4. Todos devemos compreender a situação dum idoso ou duma idosa, dum doente ou duma doente que nos diz: “não posso ir à Missa, mas ouço a Missa na Televisão e na TVI, onde a Missa é tão bonita!... Muito bem, com o idoso ou com a idosa. Não lhes pudemos criar confusões na sua fé com os nossos raciocínios. Mas ouvir a Missa na televisão é sempre um acto de devoção e não uma participação comunitária. Pessoas há que, ao não poderem ir à Igreja, se não ouvem a Missa na Televisão, pensam que faltam ao preceito e ficam com a consciência carregada. A pessoa, sempre que puder tem obrigação de ir á missa para fazer comunidade. Mas, ao não poder, evidentemente que, ao assistir à Missa pela Televisão reza e põe-se em sintonia com os milhares e até milhões de espectadores que, por necessidade, ouvem a Missa por este meio.
5 A Eucaristia não se celebra para nos dar a presença real e para guardarmos o Santíssimo nos nossos sacrários, como se a presença de Cristo em toda a humanidade e em todas as coisas fosse uma presença irreal. O pão Eucarístico é não tão só e apenas para ser olhado, contemplado, incensado ou passeado pelas ruas das nossas aldeias e cidades por ocasião da festa do Corpo de Deus.
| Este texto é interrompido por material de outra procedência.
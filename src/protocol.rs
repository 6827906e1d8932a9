//! Wire-level events exchanged over a room connection.
//!
//! Event names are the stable contract surface; payload fields are
//! camelCase on the wire.

use crate::types::{MessageId, RoomId, UserId};
use serde::{Deserialize, Serialize};

#[derive(Debug, Clone, Serialize, Deserialize, PartialEq)]
#[serde(tag = "event", content = "data")]
pub enum ClientEvent {
    #[serde(rename = "message.send")]
    MessageSend { content: String },
    /// Admin-only; payload is an empty object.
    #[serde(rename = "room.close")]
    RoomClose {},
}

#[derive(Debug, Clone, Serialize, Deserialize, PartialEq)]
#[serde(tag = "event", content = "data")]
pub enum ServerEvent {
    #[serde(rename = "user.joined", rename_all = "camelCase")]
    UserJoined { user_id: UserId },
    #[serde(rename = "user.left", rename_all = "camelCase")]
    UserLeft { user_id: UserId },
    #[serde(rename = "message.new", rename_all = "camelCase")]
    MessageNew {
        id: MessageId,
        content: String,
        user_id: UserId,
        display_name: String,
        timestamp: String,
    },
    #[serde(rename = "room.closed", rename_all = "camelCase")]
    RoomClosed { room_id: RoomId },
    #[serde(rename = "error")]
    Error { message: String },
}

#[cfg(test)]
mod tests {
    use super::*;

    #[test]
    fn test_client_event_parses_wire_names() {
        let event: ClientEvent =
            serde_json::from_str(r#"{"event":"message.send","data":{"content":"hi"}}"#).unwrap();
        assert_eq!(
            event,
            ClientEvent::MessageSend {
                content: "hi".to_string()
            }
        );

        let event: ClientEvent =
            serde_json::from_str(r#"{"event":"room.close","data":{}}"#).unwrap();
        assert_eq!(event, ClientEvent::RoomClose {});
    }

    #[test]
    fn test_server_event_uses_camel_case_payload() {
        let event = ServerEvent::MessageNew {
            id: "m1".to_string(),
            content: "hello".to_string(),
            user_id: "u1".to_string(),
            display_name: "Alice".to_string(),
            timestamp: "2026-01-01T00:00:00+00:00".to_string(),
        };
        let json = serde_json::to_value(&event).unwrap();
        assert_eq!(json["event"], "message.new");
        assert_eq!(json["data"]["userId"], "u1");
        assert_eq!(json["data"]["displayName"], "Alice");
        assert!(json["data"].get("user_id").is_none());
    }

    #[test]
    fn test_unknown_event_rejected() {
        let result =
            serde_json::from_str::<ClientEvent>(r#"{"event":"message.edit","data":{}}"#);
        assert!(result.is_err());
    }
}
As “Bênçãos” e “Exposições” do Santíssimo Sacramento” não teriam sentido, se não se referissem à refeição ritual pascal e se não fizessem memória da última refeição de Cristo: “ Fazei isto em memória de mim”. (Luc. 22,19) A memória é aquela faculdade que nos torna presente o passado. Presente ao espírito. Mas a memória eucarística leva-nos muito mais longe. Ela torna-nos realmente contemporâneos à Páscoa de Cristo, faz de nós seu próprio Corpo, seu Corpo actual. Este corpo actual, toma, para nós, o nome de Igreja, isto é, de Assembleia e de Reunião. Mas esta unanimidade não terá sentido se não refazemos aquilo que Cristo fez, isto é, para além do rito que celebramos, aceitamos como Cristo, entregar a nossa vida. Não estamos aqui a falar necessariamente de actos heróicos, como o martírio, mas há muitas maneiras de dar a sua vida, o seu tempo, as suas forças, o seu amor. Isto não se faz uma vez por todas, mas pode durar toda uma vida. Por isso mesmo, o pão que nós tomamos e damos em alimento, o pão da nossa vida e da vida de Cristo é o pão quotidiano. Cristo era, de alguma maneira, presente no maná da primeira passagem, através do deserto da fome e da sede (Êxodo 16). Certamente que hoje tudo continua com Ele presente para nosso alimento e bebida. Está nos nossos desertos (Ver: Marcel Domergue em Croire Aujourd´hui)
P. José Augusto Alves de Sousa S. J.